PROBLEM STATEMENT — Set out exactly, line by line, the stretch of data below that begins at the line containing "#[derive(Debug, Clone, PartialEq, Eq)]" and ends at the line containing "the document payload.", with both ends kept.

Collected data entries
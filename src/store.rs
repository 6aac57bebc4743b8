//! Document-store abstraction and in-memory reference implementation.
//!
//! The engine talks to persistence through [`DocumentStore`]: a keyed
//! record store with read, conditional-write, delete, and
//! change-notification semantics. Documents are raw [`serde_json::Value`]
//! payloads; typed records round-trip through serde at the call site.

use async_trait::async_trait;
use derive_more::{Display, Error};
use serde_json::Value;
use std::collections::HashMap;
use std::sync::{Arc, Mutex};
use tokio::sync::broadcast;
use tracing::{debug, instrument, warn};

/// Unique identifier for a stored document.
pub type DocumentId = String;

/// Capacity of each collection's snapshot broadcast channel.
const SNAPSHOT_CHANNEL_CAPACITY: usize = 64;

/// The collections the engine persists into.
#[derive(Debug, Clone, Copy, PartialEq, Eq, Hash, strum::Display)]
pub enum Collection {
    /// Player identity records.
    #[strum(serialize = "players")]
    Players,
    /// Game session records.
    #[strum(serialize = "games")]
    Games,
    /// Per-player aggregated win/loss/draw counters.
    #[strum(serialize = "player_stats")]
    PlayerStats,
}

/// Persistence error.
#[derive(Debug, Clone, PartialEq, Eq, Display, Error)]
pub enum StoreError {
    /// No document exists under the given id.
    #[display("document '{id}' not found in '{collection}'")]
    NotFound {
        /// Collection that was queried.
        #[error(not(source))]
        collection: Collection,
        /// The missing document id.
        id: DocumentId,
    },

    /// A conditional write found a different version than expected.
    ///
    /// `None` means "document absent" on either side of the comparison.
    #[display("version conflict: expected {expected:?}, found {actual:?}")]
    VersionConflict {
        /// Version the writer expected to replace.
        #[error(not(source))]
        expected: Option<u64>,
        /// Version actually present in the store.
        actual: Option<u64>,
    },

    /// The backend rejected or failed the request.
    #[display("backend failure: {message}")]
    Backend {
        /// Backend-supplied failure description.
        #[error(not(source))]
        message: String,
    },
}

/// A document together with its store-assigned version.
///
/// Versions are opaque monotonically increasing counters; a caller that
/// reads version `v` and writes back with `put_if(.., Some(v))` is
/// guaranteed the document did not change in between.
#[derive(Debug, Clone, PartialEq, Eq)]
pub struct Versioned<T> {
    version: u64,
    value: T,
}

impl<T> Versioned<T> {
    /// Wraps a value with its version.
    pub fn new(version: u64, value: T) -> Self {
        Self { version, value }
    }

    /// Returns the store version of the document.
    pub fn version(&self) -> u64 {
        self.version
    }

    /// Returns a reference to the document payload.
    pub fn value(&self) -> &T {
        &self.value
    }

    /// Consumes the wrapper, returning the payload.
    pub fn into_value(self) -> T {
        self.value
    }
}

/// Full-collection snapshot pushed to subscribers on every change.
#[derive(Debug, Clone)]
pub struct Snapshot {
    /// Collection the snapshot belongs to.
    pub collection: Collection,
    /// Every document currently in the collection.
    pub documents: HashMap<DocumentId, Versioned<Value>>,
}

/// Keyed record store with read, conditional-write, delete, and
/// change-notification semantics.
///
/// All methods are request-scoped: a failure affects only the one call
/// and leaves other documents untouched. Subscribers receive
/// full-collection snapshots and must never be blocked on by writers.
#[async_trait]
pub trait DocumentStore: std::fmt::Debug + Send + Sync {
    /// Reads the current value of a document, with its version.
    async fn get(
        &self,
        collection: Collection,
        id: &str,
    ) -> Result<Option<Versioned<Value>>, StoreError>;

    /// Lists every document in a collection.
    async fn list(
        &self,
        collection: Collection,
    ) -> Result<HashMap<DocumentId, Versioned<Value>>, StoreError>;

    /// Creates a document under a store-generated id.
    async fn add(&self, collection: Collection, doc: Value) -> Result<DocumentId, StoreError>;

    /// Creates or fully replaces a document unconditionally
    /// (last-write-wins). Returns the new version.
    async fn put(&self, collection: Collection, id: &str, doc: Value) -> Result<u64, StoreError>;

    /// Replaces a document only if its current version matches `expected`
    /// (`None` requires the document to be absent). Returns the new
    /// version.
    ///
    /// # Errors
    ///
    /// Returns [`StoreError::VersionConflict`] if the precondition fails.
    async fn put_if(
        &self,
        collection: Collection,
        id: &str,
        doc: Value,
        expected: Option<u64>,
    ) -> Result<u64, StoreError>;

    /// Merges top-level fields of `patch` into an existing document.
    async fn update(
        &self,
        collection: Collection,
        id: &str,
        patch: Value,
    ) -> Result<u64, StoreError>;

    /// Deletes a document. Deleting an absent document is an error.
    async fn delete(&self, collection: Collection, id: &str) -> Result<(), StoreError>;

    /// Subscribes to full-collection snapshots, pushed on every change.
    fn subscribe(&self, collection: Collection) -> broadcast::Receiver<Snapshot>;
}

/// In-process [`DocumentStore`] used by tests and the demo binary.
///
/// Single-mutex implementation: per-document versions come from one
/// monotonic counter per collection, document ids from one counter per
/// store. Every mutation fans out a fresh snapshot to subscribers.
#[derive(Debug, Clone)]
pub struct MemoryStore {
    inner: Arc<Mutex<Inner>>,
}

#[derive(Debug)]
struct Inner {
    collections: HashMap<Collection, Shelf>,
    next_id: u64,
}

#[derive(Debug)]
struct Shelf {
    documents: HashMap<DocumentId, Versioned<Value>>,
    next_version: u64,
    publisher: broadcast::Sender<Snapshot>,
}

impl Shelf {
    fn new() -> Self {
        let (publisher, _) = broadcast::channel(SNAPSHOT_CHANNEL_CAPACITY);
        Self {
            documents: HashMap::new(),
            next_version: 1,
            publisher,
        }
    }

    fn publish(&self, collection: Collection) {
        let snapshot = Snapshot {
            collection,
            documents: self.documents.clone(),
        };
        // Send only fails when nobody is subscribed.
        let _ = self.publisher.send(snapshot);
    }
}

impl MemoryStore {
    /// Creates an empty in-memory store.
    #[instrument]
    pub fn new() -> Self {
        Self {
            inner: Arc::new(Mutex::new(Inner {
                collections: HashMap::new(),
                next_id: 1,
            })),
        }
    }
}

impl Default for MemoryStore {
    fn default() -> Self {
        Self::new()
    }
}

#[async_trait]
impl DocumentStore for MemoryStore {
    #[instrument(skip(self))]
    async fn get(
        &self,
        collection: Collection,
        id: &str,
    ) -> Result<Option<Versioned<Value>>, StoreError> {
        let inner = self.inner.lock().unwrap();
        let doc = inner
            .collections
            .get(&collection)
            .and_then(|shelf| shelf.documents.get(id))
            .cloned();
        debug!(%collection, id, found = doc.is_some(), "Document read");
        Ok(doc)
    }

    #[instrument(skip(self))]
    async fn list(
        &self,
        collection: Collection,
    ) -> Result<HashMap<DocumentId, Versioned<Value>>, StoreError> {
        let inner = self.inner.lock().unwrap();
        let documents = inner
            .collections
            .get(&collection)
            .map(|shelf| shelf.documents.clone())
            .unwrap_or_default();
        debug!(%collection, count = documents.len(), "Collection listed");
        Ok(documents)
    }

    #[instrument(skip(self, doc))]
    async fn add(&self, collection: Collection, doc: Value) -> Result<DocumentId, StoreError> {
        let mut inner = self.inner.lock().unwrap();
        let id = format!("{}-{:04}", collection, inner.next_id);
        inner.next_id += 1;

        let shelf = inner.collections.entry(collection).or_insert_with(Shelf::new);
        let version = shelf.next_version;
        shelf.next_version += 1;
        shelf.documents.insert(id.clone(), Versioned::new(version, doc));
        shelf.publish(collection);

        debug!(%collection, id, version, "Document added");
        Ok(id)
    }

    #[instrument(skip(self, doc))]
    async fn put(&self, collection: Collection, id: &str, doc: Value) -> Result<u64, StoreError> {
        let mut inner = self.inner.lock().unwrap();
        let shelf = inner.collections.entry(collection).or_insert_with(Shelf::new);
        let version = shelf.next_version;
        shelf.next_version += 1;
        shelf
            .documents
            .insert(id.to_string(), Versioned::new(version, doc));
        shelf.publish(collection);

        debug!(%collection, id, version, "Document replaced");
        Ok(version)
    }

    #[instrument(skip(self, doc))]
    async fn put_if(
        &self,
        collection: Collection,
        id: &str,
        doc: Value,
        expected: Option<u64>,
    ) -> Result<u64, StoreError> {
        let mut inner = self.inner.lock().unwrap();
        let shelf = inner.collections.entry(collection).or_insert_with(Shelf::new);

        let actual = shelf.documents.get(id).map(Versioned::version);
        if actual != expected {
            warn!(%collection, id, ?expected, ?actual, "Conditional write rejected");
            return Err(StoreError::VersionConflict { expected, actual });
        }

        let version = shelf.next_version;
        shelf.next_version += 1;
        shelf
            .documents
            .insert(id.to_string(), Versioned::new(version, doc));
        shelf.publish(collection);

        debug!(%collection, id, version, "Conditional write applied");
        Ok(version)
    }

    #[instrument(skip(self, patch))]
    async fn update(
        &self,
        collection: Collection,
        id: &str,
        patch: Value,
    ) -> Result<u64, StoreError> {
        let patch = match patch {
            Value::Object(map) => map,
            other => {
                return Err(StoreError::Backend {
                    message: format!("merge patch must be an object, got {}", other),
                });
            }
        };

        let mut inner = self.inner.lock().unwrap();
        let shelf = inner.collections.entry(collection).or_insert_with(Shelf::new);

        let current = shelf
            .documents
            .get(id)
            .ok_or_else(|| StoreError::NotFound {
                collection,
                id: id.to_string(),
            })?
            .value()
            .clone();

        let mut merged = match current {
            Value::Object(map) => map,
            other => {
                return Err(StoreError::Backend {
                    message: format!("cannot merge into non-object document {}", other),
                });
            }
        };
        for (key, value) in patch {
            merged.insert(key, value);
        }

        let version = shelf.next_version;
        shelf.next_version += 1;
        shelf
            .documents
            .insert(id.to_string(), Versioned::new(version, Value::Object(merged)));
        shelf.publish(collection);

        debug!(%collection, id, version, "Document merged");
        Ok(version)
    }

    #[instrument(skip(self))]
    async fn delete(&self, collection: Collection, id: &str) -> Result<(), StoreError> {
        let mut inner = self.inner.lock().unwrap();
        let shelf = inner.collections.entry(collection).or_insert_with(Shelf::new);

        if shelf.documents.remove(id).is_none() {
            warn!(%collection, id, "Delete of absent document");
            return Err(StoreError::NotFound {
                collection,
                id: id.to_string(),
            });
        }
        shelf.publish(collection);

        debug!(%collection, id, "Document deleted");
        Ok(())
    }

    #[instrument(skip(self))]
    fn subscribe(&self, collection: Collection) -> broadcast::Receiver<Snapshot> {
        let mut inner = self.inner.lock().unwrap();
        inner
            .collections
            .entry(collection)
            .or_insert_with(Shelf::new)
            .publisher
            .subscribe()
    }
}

ANSWER TO THIS TASK —
#[derive(Debug, Clone, PartialEq, Eq)]
pub struct Versioned<T> {
    version: u64,
    value: T,
}

impl<T> Versioned<T> {
    /// Wraps a value with its version.
    pub fn new(version: u64, value: T) -> Self {
        Self { version, value }
    }

    /// Returns the store version of the document.
    pub fn version(&self) -> u64 {
        self.version
    }

    /// Returns a reference to the document payload.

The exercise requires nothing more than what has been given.